Brüssel – Die jüngsten Reisen des ungarischen Ministerpräsidenten Viktor Orban zu internationalen Führungspersönlichkeiten wie Wladimir Putin, Donald Trump und Xi Jinping sorgen innerhalb der Europäischen Union für erhebliche Spannungen. Nun hat Bundesaußenministerin Annalena Baerbock die Handlungen Orbans als „Egotrips“ bezeichnet und kritisiert, dass diese das gemeinsame europäische Vorgehen untergraben könnten. Der Ungar bezeichnete die Reisen hingegen als „Friedensmissionen“.

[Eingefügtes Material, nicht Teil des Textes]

use std::fmt;
use std::sync::atomic::{AtomicBool, AtomicUsize, Ordering};
use std::sync::Arc;
use std::time::Instant;

use chrono::Utc;
use tokio::sync::{broadcast, mpsc, oneshot, Mutex};
use tokio::task::JoinHandle;
use tracing::{error, info, warn};

use super::config::SessionConfig;
use super::events::{SessionEvent, SessionStatus};
use super::stats::SessionStats;
use crate::capture::{
    CaptureBackendConfig, CaptureBackendFactory, CaptureError, CaptureSession,
};
use crate::recorder::{ChunkRecorder, Segment};
use crate::transcribe::Transcriber;
use crate::transcript::TranscriptAssembler;

/// Errors raised by session start/stop operations
#[derive(Debug, Clone, PartialEq)]
pub enum SessionError {
    /// A capture session is already active; it must be stopped first
    AlreadyActive,
    /// No capture session is active
    NotActive,
    /// The capture surface could not be acquired
    Capture(CaptureError),
    Internal(String),
}

impl fmt::Display for SessionError {
    fn fmt(&self, f: &mut fmt::Formatter<'_>) -> fmt::Result {
        match self {
            SessionError::AlreadyActive => write!(f, "A capture session is already active"),
            SessionError::NotActive => write!(f, "No capture session is active"),
            SessionError::Capture(e) => write!(f, "{}", e),
            SessionError::Internal(msg) => write!(f, "Internal error: {}", msg),
        }
    }
}

impl std::error::Error for SessionError {}

impl From<CaptureError> for SessionError {
    fn from(err: CaptureError) -> Self {
        SessionError::Capture(err)
    }
}

/// A capture/transcription session.
///
/// Owns the capture surface for its whole lifetime and drives the pipeline:
/// recorder task slicing frames into segments, dispatch task submitting each
/// segment and applying the result to the transcript. Dispatch is strictly
/// sequential: the dispatch task awaits every transcription to completion
/// before receiving the next segment, so entries land in exact
/// segment-emission order regardless of per-segment network latency.
pub struct TranscriptionSession {
    config: SessionConfig,

    transcriber: Arc<dyn Transcriber>,

    /// Shared transcript assembler (outlives the session)
    assembler: Arc<Mutex<TranscriptAssembler>>,

    /// Event fanout to the UI surface
    events: broadcast::Sender<SessionEvent>,

    /// When the session started
    started_at: chrono::DateTime<chrono::Utc>,

    /// Whether recording is currently active
    is_recording: Arc<AtomicBool>,

    /// Number of segments handed to the dispatcher
    segments_dispatched: Arc<AtomicUsize>,

    /// Number of transcript entries appended by this session
    entries_appended: Arc<AtomicUsize>,

    /// The acquired capture surface, released on stop
    capture: Mutex<Option<CaptureSession>>,

    /// Final-stop trigger for the recorder
    stop_tx: Mutex<Option<oneshot::Sender<()>>>,

    /// Handle for the recorder task
    recorder_task: Mutex<Option<JoinHandle<()>>>,

    /// Handle for the dispatch task
    dispatch_task: Mutex<Option<JoinHandle<()>>>,
}

impl TranscriptionSession {
    pub fn new(
        config: SessionConfig,
        transcriber: Arc<dyn Transcriber>,
        assembler: Arc<Mutex<TranscriptAssembler>>,
        events: broadcast::Sender<SessionEvent>,
    ) -> Self {
        Self {
            config,
            transcriber,
            assembler,
            events,
            started_at: Utc::now(),
            is_recording: Arc::new(AtomicBool::new(false)),
            segments_dispatched: Arc::new(AtomicUsize::new(0)),
            entries_appended: Arc::new(AtomicUsize::new(0)),
            capture: Mutex::new(None),
            stop_tx: Mutex::new(None),
            recorder_task: Mutex::new(None),
            dispatch_task: Mutex::new(None),
        }
    }

    pub fn is_recording(&self) -> bool {
        self.is_recording.load(Ordering::SeqCst)
    }

    /// Acquire the capture surface and start the pipeline.
    ///
    /// Capture failures (`CaptureDenied`, `NoAudioTrack`) abort the start
    /// entirely: no task is spawned and every already-granted track is
    /// stopped.
    pub async fn start(&self) -> Result<(), SessionError> {
        if self.is_recording.swap(true, Ordering::SeqCst) {
            warn!("Session {} already recording", self.config.session_id);
            return Err(SessionError::AlreadyActive);
        }

        info!("Starting capture session: {}", self.config.session_id);

        // Elapsed-time base for transcript labels: wall clock from the start
        // request, not from the first chunk
        let started = Instant::now();

        self.emit_status(SessionStatus::SelectingSource);

        let backend_config = CaptureBackendConfig {
            sample_rate: self.config.sample_rate,
            channels: self.config.channels,
            ..CaptureBackendConfig::default()
        };

        let mut backend = CaptureBackendFactory::create(&self.config.source, backend_config)
            .map_err(|e| {
                self.is_recording.store(false, Ordering::SeqCst);
                SessionError::Internal(format!("Failed to create capture backend: {}", e))
            })?;

        let mut capture = match CaptureSession::acquire(backend.as_mut()).await {
            Ok(capture) => capture,
            Err(e) => {
                self.is_recording.store(false, Ordering::SeqCst);
                self.emit_error(format!("Capture error: {}", e));
                self.emit_status(SessionStatus::FailedToStart);
                return Err(e.into());
            }
        };

        self.emit_status(SessionStatus::Starting);

        let frames = capture.take_frames().ok_or_else(|| {
            self.is_recording.store(false, Ordering::SeqCst);
            SessionError::Internal("Capture session yielded no frame channel".to_string())
        })?;

        {
            let mut slot = self.capture.lock().await;
            *slot = Some(capture);
        }

        // Capacity 1: the recorder hands over a finalized segment only once
        // the previous one has been consumed by the dispatcher
        let (segment_tx, mut segment_rx) = mpsc::channel::<Segment>(1);
        let (stop_tx, stop_rx) = oneshot::channel();

        {
            let mut slot = self.stop_tx.lock().await;
            *slot = Some(stop_tx);
        }

        // Recorder task: frames in, finalized segments out
        let recorder = ChunkRecorder::new(self.config.chunk_duration);
        let session_id = self.config.session_id.clone();

        let recorder_task = tokio::spawn(async move {
            if let Err(e) = recorder.run(frames, segment_tx, stop_rx).await {
                error!("Recorder failed for session {}: {}", session_id, e);
            }
        });

        // Dispatch task: one segment in flight at a time, results applied
        // in emission order
        let transcriber = Arc::clone(&self.transcriber);
        let assembler = Arc::clone(&self.assembler);
        let events = self.events.clone();
        let is_recording = Arc::clone(&self.is_recording);
        let segments_dispatched = Arc::clone(&self.segments_dispatched);
        let entries_appended = Arc::clone(&self.entries_appended);

        let dispatch_task = tokio::spawn(async move {
            info!("Dispatch task started");

            while let Some(segment) = segment_rx.recv().await {
                let is_final = segment.is_final;

                let _ = events.send(SessionEvent::StatusChanged {
                    status: SessionStatus::Transcribing,
                });

                segments_dispatched.fetch_add(1, Ordering::SeqCst);

                match transcriber.transcribe(segment).await {
                    Ok(text) => {
                        let elapsed_secs = started.elapsed().as_secs();
                        let entry = {
                            let mut assembler = assembler.lock().await;
                            assembler.append(elapsed_secs, &text)
                        };
                        entries_appended.fetch_add(1, Ordering::SeqCst);
                        let _ = events.send(SessionEvent::EntryAppended { entry });
                    }
                    Err(e) => {
                        // A single failed chunk never halts the session
                        warn!("Segment dispatch failed: {}", e);
                        let _ = events.send(SessionEvent::ErrorOccurred {
                            message: format!("Transcription error: {}", e),
                        });
                    }
                }

                if !is_final && is_recording.load(Ordering::SeqCst) {
                    let _ = events.send(SessionEvent::StatusChanged {
                        status: SessionStatus::Recording,
                    });
                }
            }

            info!("Dispatch task stopped");
        });

        {
            let mut slot = self.recorder_task.lock().await;
            *slot = Some(recorder_task);
        }
        {
            let mut slot = self.dispatch_task.lock().await;
            *slot = Some(dispatch_task);
        }

        self.emit_status(SessionStatus::Recording);
        info!("Capture session started: {}", self.config.session_id);

        Ok(())
    }

    /// Request the final stop and tear the session down.
    ///
    /// Waits for the recorder's final flush and for the dispatcher to drain
    /// every emitted segment (an in-flight dispatch still lands in the
    /// transcript), then stops every capture track and persists the
    /// transcript.
    pub async fn stop(&self) -> Result<SessionStats, SessionError> {
        if !self.is_recording.swap(false, Ordering::SeqCst) {
            warn!("Session {} not recording", self.config.session_id);
            return Ok(self.stats());
        }

        info!("Stopping capture session: {}", self.config.session_id);

        if let Some(stop_tx) = self.stop_tx.lock().await.take() {
            let _ = stop_tx.send(());
        }

        // Recorder finishes its final flush first; the dispatcher then drains
        // the remaining segments before its channel closes
        if let Some(task) = self.recorder_task.lock().await.take() {
            if let Err(e) = task.await {
                error!("Recorder task panicked: {}", e);
            }
        }
        if let Some(task) = self.dispatch_task.lock().await.take() {
            if let Err(e) = task.await {
                error!("Dispatch task panicked: {}", e);
            }
        }

        // Every constituent track must be stopped before the session counts
        // as torn down
        if let Some(mut capture) = self.capture.lock().await.take() {
            capture.release();
        }

        {
            let assembler = self.assembler.lock().await;
            if let Err(e) = assembler.persist() {
                error!("Failed to persist transcript: {}", e);
                self.emit_error(format!("Persistence error: {}", e));
            }
        }

        self.emit_status(SessionStatus::Stopped);
        info!("Capture session stopped: {}", self.config.session_id);

        Ok(self.stats())
    }

    /// Current session statistics
    pub fn stats(&self) -> SessionStats {
        let duration = Utc::now().signed_duration_since(self.started_at);

        SessionStats {
            session_id: self.config.session_id.clone(),
            is_recording: self.is_recording.load(Ordering::SeqCst),
            started_at: self.started_at,
            duration_secs: duration.num_milliseconds() as f64 / 1000.0,
            segments_dispatched: self.segments_dispatched.load(Ordering::SeqCst),
            entries_appended: self.entries_appended.load(Ordering::SeqCst),
        }
    }

    fn emit_status(&self, status: SessionStatus) {
        let _ = self.events.send(SessionEvent::StatusChanged { status });
    }

    fn emit_error(&self, message: String) {
        let _ = self.events.send(SessionEvent::ErrorOccurred { message });
    }
}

Ungarn-Boykott nur „Schwachsinn“? Baerbock verweist auf EU-Chefdiplomat Borrell

Tatsächlich scheinen sich Baerbocks Sorgen teils schon zu bewahrheiten: Während einige Mitgliedsstaaten, darunter die baltischen Staaten und Polen, einen Boykott des nächsten Außenministertreffens in Budapest fordern, lehnt Luxemburgs Außenminister Xavier Bettel diese Maßnahme als „Schwachsinn“ ab. Er argumentiert, dass ein Boykott nur zu weiteren Verzögerungen und Ausflüchten führen würde und plädiert dafür, offen in Budapest die Meinung zu vertreten. Man dürfe sich kein monatelanges „Katz-und-Maus-Spiel“ zu liefern.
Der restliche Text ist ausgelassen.